**How to complete this task**
Filter the entries, keeping every line with the string "impl".

• • • • • • •

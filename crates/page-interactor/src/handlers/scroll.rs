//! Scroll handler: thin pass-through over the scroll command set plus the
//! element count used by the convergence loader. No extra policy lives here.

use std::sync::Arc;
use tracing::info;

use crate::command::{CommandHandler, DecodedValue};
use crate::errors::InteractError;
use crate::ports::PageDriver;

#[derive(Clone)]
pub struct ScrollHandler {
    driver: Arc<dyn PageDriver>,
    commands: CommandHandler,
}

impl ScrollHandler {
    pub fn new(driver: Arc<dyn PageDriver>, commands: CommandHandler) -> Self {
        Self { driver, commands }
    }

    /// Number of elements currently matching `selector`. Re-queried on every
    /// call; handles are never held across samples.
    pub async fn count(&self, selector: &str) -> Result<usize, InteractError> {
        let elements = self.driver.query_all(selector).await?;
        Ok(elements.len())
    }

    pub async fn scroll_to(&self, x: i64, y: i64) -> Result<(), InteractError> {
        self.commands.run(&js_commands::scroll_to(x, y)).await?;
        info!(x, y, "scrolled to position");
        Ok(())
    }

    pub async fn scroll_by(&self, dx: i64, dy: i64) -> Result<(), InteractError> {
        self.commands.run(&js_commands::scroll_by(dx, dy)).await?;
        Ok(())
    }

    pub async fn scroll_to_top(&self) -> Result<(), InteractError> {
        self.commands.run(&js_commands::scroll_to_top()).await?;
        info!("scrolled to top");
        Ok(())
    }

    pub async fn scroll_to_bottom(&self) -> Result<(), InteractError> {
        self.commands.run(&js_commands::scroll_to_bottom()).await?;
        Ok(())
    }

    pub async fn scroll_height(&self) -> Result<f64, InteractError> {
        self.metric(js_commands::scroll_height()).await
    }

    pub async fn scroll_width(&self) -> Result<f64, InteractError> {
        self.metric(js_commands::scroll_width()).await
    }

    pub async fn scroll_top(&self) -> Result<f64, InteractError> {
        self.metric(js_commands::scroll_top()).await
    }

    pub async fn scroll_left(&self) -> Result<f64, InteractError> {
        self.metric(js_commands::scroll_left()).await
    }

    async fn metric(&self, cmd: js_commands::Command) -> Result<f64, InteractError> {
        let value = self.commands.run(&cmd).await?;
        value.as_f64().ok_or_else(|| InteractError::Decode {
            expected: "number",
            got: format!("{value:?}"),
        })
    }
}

• • • • • • •

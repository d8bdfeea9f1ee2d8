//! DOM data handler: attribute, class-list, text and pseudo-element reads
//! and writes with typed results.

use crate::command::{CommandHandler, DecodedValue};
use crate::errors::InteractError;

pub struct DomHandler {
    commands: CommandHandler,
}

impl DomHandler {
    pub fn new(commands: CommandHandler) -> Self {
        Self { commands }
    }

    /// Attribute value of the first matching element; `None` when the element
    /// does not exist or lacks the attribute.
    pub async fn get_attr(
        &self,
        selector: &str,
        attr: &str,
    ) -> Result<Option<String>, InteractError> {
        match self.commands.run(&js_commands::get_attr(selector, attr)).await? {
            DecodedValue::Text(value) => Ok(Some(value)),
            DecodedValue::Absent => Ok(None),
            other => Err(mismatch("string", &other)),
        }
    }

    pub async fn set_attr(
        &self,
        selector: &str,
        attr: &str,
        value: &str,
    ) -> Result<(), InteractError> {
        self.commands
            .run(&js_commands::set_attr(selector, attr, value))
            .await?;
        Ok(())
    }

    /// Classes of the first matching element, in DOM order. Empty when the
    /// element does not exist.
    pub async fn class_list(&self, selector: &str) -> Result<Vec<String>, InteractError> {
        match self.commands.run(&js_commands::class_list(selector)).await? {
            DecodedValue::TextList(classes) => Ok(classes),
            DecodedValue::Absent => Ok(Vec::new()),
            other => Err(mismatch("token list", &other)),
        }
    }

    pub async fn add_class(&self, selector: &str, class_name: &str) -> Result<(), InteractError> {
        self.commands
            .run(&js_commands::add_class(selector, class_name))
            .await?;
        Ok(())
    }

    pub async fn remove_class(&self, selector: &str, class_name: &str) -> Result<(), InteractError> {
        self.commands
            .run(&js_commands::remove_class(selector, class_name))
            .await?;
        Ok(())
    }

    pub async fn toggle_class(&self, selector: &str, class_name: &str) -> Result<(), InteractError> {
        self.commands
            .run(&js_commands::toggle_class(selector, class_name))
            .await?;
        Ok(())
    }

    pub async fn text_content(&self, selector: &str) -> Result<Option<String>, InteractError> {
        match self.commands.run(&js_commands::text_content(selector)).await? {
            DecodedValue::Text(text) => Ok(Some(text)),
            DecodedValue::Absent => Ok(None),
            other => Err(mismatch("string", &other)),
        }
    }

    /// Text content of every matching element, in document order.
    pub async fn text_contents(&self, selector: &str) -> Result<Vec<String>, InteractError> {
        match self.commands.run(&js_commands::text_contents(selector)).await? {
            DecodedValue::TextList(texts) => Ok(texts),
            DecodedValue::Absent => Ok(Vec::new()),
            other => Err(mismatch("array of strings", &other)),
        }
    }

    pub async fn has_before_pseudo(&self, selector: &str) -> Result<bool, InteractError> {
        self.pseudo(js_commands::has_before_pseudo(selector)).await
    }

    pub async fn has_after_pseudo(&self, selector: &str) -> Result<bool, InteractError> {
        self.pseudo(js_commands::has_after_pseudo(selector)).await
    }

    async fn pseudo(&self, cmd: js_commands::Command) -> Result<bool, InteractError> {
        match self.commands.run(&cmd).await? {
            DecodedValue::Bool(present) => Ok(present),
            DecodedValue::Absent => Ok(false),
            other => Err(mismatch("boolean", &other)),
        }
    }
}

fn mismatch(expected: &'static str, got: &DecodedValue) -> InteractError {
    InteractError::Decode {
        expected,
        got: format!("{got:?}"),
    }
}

• • • • • • •

**Expected answer**
impl ScrollHandler {
impl DomHandler {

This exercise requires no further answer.